ESPAGNE (Le territoire et les hommes) Des Wisigoths aux Rois catholiques
L'époque des Rois Catholiques
Par les deux grands faits qui marquent la date de 1492 : prise de Grenade et découverte de l'Amérique, le règne des Rois Catholiques constitue la charnière entre le Moyen Âge et les Temps modernes.
L'autorité monarchique en Castille atteint son point le plus bas sous le règne d'Henri IV « l'Impuissant » (1454-1474) qui, en désignant tour à tour comme héritières sa fille (prétendue ?) Jeanne et sa sœur Isabelle, déchaîne une série de guerres nobiliaires qui ne prennent fin qu'en 1479, au moment même où la mort de Jean II d'Aragon appelle sur le trône son fils Ferdinand, mari d'Isabelle.
L'« unification » de l'Espagne
L'union des deux grandes monarchies sous l'autorité des « deux rois » (los reyes) n'implique pas l'unification politique de l'Espagne, car Castille et Aragon conservent leurs institutions propres. Mais l'entente étroite des souverains se traduit par une influence réciproque de la politique des deux royaumes et aboutira à donner à la Castille, grâce à sa supériorité démographique et territoriale, un rôle dirigeant dans l'héritage qu'ils légueront à leurs successeurs.
Bien que resté actif du point de vue économique et artistique (construction de l'Alhambra, xive-xve siècle), le royaume de Grenade mène depuis deux siècles une existence précaire en raison des rivalités de palais et de la menace chrétienne qui l'a contraint à se reconnaître tributaire de la Castille. La rébellion du prince Boabdil (Abū ‘Abd Allāh) contre son père donne à Isabelle l'occasion de porter le coup décisif en s'emparant de Grenade en janvier 1492.

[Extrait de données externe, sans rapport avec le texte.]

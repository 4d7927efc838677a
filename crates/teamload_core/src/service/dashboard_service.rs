//! Dashboard use-case service.
//!
//! # Responsibility
//! - Compose the user and project registries over one storage backend.
//! - Gate project create/edit on allocation sum and assignment identity.
//! - Export and import the full dashboard as one JSON document.
//!
//! # Invariants
//! - Create/edit never commits a project whose assignment total exceeds 100.
//! - A rejected import leaves both registries untouched.
//! - Reorder and import bypass the allocation gate.

use crate::clock::now_epoch_ms;
use crate::config::StoreConfig;
use crate::model::bundle::{decode_import, ImportError, TransferBundle};
use crate::model::project::{
    duplicate_assignment_id, total_allocation, AllocationSplit, Project, ProjectInput,
    ProjectPatch, TeamMember, FULL_ALLOCATION,
};
use crate::model::user::{User, UserId, UserPatch};
use crate::repo::project_registry::ProjectRegistry;
use crate::repo::user_registry::UserRegistry;
use crate::repo::RegistryResult;
use crate::service::aggregation::DashboardSummary;
use crate::storage::KeyValueStorage;
use log::{info, warn};
use std::error::Error;
use std::fmt::{Display, Formatter};

/// Allocation the "Me" member starts with on a new project draft.
pub const DRAFT_ME_ALLOCATION: f64 = 50.0;
/// Allocation a member starts with when added to an existing draft.
pub const DRAFT_MEMBER_ALLOCATION: f64 = 0.0;

/// Refusal reasons of the project create/edit gate.
#[derive(Debug, Clone, PartialEq)]
pub enum ProjectGateError {
    /// Project name is blank.
    EmptyName,
    /// Assignment allocations sum above full capacity.
    AllocationExceeded { total: f64 },
    /// The same member is assigned twice.
    DuplicateAssignment(UserId),
}

impl Display for ProjectGateError {
    fn fmt(&self, f: &mut Formatter<'_>) -> std::fmt::Result {
        match self {
            Self::EmptyName => write!(f, "project name cannot be empty"),
            Self::AllocationExceeded { total } => {
                write!(f, "team allocation {total}% exceeds {FULL_ALLOCATION}%")
            }
            Self::DuplicateAssignment(id) => write!(f, "member assigned twice: {id}"),
        }
    }
}

impl Error for ProjectGateError {}

/// Dashboard entry points used by presentation collaborators.
pub struct DashboardService<S: KeyValueStorage> {
    users: UserRegistry<S>,
    projects: ProjectRegistry<S>,
}

impl<S: KeyValueStorage + Clone> DashboardService<S> {
    /// Loads both registries from `storage` using the configured keys.
    pub fn open(storage: S, config: &StoreConfig) -> Self {
        Self::new(
            UserRegistry::load(storage.clone(), config.users_key.as_str()),
            ProjectRegistry::load(storage, config.projects_key.as_str()),
        )
    }
}

impl<S: KeyValueStorage> DashboardService<S> {
    /// Builds the service from already-loaded registries.
    pub fn new(users: UserRegistry<S>, projects: ProjectRegistry<S>) -> Self {
        Self { users, projects }
    }

    pub fn users(&self) -> &[User] {
        self.users.users()
    }

    pub fn projects(&self) -> &[Project] {
        self.projects.projects()
    }

    pub fn user_registry(&self) -> &UserRegistry<S> {
        &self.users
    }

    pub fn add_user(&mut self, name: impl Into<String>, color: impl Into<String>) -> User {
        self.users.add_user(name, color)
    }

    pub fn update_user(&mut self, id: &str, patch: &UserPatch) -> bool {
        self.users.update_user(id, patch)
    }

    pub fn remove_user(&mut self, id: &str) -> bool {
        self.users.remove_user(id)
    }

    pub fn remove_project(&mut self, id: &str) -> bool {
        self.projects.remove_project(id)
    }

    pub fn reorder_projects(&mut self, ordered: Vec<Project>) -> RegistryResult<()> {
        self.projects.reorder_projects(ordered)
    }

    /// Default assignments of a new project: "Me" at 50% with an even split.
    pub fn draft_assignments(&self) -> Vec<TeamMember> {
        self.users
            .me()
            .map(|me| TeamMember::from_user(me, DRAFT_ME_ALLOCATION, AllocationSplit::default()))
            .into_iter()
            .collect()
    }

    /// Snapshot of a live user ready to be added to a draft (0%, even split).
    pub fn draft_member(&self, user_id: &str) -> Option<TeamMember> {
        self.users.get(user_id).map(|user| {
            TeamMember::from_user(user, DRAFT_MEMBER_ALLOCATION, AllocationSplit::default())
        })
    }

    /// Creates a project after passing the allocation gate.
    pub fn create_project(&mut self, input: ProjectInput) -> Result<Project, ProjectGateError> {
        check_gate(&input.name, &input.assignments).inspect_err(|err| {
            warn!("event=project_create module=service status=rejected reason={err}");
        })?;

        let project = self.projects.add_project(input);
        info!(
            "event=project_create module=service status=ok id={} assignments={}",
            project.id,
            project.assignments.len()
        );
        Ok(project)
    }

    /// Edits a project after passing the allocation gate.
    ///
    /// The gate checks the assignments the project would have after the
    /// edit. Returns `Ok(false)` when `id` is unknown.
    pub fn edit_project(
        &mut self,
        id: &str,
        patch: &ProjectPatch,
    ) -> Result<bool, ProjectGateError> {
        let Some(current) = self.projects.get(id) else {
            return Ok(false);
        };
        let name = patch.name.as_deref().unwrap_or(current.name.as_str());
        let assignments = patch
            .assignments
            .as_deref()
            .unwrap_or(current.assignments.as_slice());
        check_gate(name, assignments).inspect_err(|err| {
            warn!("event=project_edit module=service status=rejected id={id} reason={err}");
        })?;

        Ok(self.projects.update_project(id, patch))
    }

    /// Derived allocation views for the current state.
    pub fn summary(&self) -> DashboardSummary {
        DashboardSummary::compute(self.users.users(), self.projects.projects())
    }

    /// Snapshot of the whole dashboard for backup.
    pub fn export_bundle(&self) -> TransferBundle {
        TransferBundle::new(
            self.projects.export_projects(),
            self.users.users().to_vec(),
            now_epoch_ms(),
        )
    }

    /// Pretty-printed JSON backup document.
    pub fn export_json(&self) -> serde_json::Result<String> {
        serde_json::to_string_pretty(&self.export_bundle())
    }

    /// Replaces users and projects from a JSON backup document.
    ///
    /// # Errors
    /// - Any `ImportError`; registries are not modified in that case.
    pub fn import_json(&mut self, text: &str) -> Result<(), ImportError> {
        let decoded = decode_import(text).inspect_err(|err| {
            warn!("event=dashboard_import module=service status=rejected reason={err}");
        })?;

        info!(
            "event=dashboard_import module=service status=ok projects={} users={} legacy_upgraded={}",
            decoded.projects.len(),
            decoded.users.len(),
            decoded.upgraded_projects
        );
        self.projects.import_projects(decoded.projects);
        self.users.replace_all(decoded.users);
        Ok(())
    }

    /// Drops every project and its storage entry. Users are kept.
    pub fn reset(&mut self) {
        self.projects.reset_projects();
    }
}

fn check_gate(name: &str, assignments: &[TeamMember]) -> Result<(), ProjectGateError> {
    if name.trim().is_empty() {
        return Err(ProjectGateError::EmptyName);
    }
    if let Some(id) = duplicate_assignment_id(assignments) {
        return Err(ProjectGateError::DuplicateAssignment(id.to_string()));
    }
    let total = total_allocation(assignments);
    if total > FULL_ALLOCATION {
        return Err(ProjectGateError::AllocationExceeded { total });
    }
    Ok(())
}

Les « capitulations » accordées à Boabdil, qui garantissaient à son peuple le maintien de sa religion, allaient à l'encontre de la politique de plus en plus intolérante suivie à l'égard des minorités religieuses. Pour surveiller les conversos et juger les relaps a été créé en Castille le tribunal de l' Inquisition (1478) ; en 1492, les juifs doivent choisir entre la conversion et l'expulsion ; dans les années suivantes les Maures grenadins font l'objet d'une campagne de conversions forcées qui provoque un soulèvement général. Après son écrasement, les Maures doivent s'exiler ou accepter le baptême (1502).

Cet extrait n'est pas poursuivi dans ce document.